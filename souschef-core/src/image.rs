//! Image validation and decoding for uploaded photos.

use std::io::Cursor;

use image::{DynamicImage, ImageFormat, ImageReader};

/// Allowed image formats for fridge photos.
pub const ALLOWED_FORMATS: &[ImageFormat] = &[
    ImageFormat::Jpeg,
    ImageFormat::Png,
    ImageFormat::Gif,
    ImageFormat::WebP,
];

/// Maximum file size for uploads (10MB).
pub const MAX_FILE_SIZE: usize = 10 * 1024 * 1024;

/// Validate image data: check format is allowed and detect content type.
///
/// Returns the content type on success (e.g., "image/jpeg").
pub fn validate_image(data: &[u8]) -> Result<String, String> {
    let reader = ImageReader::new(Cursor::new(data))
        .with_guessed_format()
        .map_err(|e| format!("Failed to read image: {}", e))?;

    let format = reader
        .format()
        .ok_or_else(|| "Could not detect image format".to_string())?;

    if !ALLOWED_FORMATS.contains(&format) {
        return Err(format!(
            "Unsupported image format: {:?}. Allowed: JPEG, PNG, GIF, WebP",
            format
        ));
    }

    Ok(format.to_mime_type().to_string())
}

/// Decode image data into pixels for the detector.
pub fn decode_image(data: &[u8]) -> Result<DynamicImage, String> {
    ImageReader::new(Cursor::new(data))
        .with_guessed_format()
        .map_err(|e| format!("Failed to read image: {}", e))?
        .decode()
        .map_err(|e| format!("Failed to decode image: {}", e))
}

#[cfg(test)]
mod tests {
    use super::*;

    fn png_bytes() -> Vec<u8> {
        let img = DynamicImage::new_rgb8(4, 4);
        let mut out = Cursor::new(Vec::new());
        img.write_to(&mut out, ImageFormat::Png).unwrap();
        out.into_inner()
    }

    #[test]
    fn test_validate_png() {
        let data = png_bytes();
        assert_eq!(validate_image(&data).unwrap(), "image/png");
    }

    #[test]
    fn test_validate_invalid_format() {
        let invalid_data = b"not an image";
        let result = validate_image(invalid_data);
        assert!(result.is_err());
    }

    #[test]
    fn test_decode_png() {
        let data = png_bytes();
        let img = decode_image(&data).unwrap();
        assert_eq!(img.width(), 4);
        assert_eq!(img.height(), 4);
    }

    #[test]
    fn test_decode_garbage_fails() {
        assert!(decode_image(b"\x00\x01\x02\x03").is_err());
    }
}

____________

- _WHAT TO WORK ON_
Looking at the data above, say how many lines contain the word "const", with no added words.

- _ANSWER SECTION_
2